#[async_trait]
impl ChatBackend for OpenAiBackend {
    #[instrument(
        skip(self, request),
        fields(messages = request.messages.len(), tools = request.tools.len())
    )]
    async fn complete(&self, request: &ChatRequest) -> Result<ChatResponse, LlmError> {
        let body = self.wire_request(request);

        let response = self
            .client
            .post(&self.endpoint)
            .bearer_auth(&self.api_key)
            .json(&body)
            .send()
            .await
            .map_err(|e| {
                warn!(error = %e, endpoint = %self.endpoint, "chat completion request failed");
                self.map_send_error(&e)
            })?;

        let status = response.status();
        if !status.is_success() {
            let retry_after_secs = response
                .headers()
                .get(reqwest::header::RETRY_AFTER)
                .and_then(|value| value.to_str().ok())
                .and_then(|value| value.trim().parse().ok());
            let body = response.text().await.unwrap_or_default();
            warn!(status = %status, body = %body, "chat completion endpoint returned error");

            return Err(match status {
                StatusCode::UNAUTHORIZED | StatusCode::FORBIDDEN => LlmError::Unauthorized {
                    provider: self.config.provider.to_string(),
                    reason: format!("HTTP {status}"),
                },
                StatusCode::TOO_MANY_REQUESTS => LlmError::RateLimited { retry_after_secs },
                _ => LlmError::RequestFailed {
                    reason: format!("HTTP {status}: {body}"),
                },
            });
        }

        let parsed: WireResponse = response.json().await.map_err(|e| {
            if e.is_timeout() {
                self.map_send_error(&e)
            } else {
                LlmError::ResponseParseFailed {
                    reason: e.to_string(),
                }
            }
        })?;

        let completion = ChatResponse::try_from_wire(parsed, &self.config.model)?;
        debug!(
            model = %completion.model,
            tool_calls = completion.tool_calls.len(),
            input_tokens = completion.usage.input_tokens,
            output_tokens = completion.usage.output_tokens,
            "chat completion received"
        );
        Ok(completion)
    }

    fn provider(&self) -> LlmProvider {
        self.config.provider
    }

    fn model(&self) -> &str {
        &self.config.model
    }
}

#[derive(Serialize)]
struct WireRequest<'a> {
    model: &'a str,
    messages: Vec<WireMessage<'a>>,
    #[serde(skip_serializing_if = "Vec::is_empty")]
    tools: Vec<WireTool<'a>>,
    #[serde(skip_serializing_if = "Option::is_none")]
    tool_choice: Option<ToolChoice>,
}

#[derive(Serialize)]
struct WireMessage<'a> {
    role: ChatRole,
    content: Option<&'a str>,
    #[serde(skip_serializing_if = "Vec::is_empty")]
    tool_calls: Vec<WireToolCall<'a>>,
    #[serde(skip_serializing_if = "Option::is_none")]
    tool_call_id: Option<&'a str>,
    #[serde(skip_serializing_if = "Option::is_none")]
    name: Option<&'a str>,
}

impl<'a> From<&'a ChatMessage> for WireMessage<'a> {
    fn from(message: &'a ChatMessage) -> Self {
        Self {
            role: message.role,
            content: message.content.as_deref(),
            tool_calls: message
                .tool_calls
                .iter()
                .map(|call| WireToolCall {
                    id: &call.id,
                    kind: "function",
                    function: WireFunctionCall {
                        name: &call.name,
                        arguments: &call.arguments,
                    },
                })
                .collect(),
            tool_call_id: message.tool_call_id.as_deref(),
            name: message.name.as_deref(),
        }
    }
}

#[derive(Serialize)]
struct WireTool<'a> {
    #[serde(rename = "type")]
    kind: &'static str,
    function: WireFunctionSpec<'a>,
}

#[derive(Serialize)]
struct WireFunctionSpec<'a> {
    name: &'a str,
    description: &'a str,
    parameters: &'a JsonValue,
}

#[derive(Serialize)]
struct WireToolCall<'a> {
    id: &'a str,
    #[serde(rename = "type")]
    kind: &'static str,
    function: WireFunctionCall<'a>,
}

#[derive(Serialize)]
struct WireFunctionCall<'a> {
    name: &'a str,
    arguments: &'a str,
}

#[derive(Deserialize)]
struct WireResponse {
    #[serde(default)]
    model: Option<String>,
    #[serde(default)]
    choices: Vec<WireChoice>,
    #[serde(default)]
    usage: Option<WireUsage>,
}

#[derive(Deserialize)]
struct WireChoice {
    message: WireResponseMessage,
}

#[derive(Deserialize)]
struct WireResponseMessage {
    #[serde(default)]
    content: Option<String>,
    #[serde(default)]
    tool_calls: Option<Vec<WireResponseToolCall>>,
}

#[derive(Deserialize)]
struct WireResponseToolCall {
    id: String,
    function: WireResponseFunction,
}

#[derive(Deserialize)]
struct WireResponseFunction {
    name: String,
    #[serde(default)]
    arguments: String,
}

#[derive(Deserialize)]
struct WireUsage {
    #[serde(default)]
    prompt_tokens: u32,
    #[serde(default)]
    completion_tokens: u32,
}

------------------------------------

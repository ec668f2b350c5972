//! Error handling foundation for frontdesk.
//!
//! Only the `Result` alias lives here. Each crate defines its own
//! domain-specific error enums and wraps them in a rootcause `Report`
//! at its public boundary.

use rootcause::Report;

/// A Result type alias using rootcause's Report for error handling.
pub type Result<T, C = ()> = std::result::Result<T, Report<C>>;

------------------------------------

Problem to solve: Restate word for word the entries above from the line with "domain-specific error enums" through the line with "pub type Result<T, C", inclusive, leaving out everything else.

Reply to the exercise:
//! domain-specific error enums and wraps them in a rootcause `Report`
//! at its public boundary.

use rootcause::Report;

/// A Result type alias using rootcause's Report for error handling.
pub type Result<T, C = ()> = std::result::Result<T, Report<C>>;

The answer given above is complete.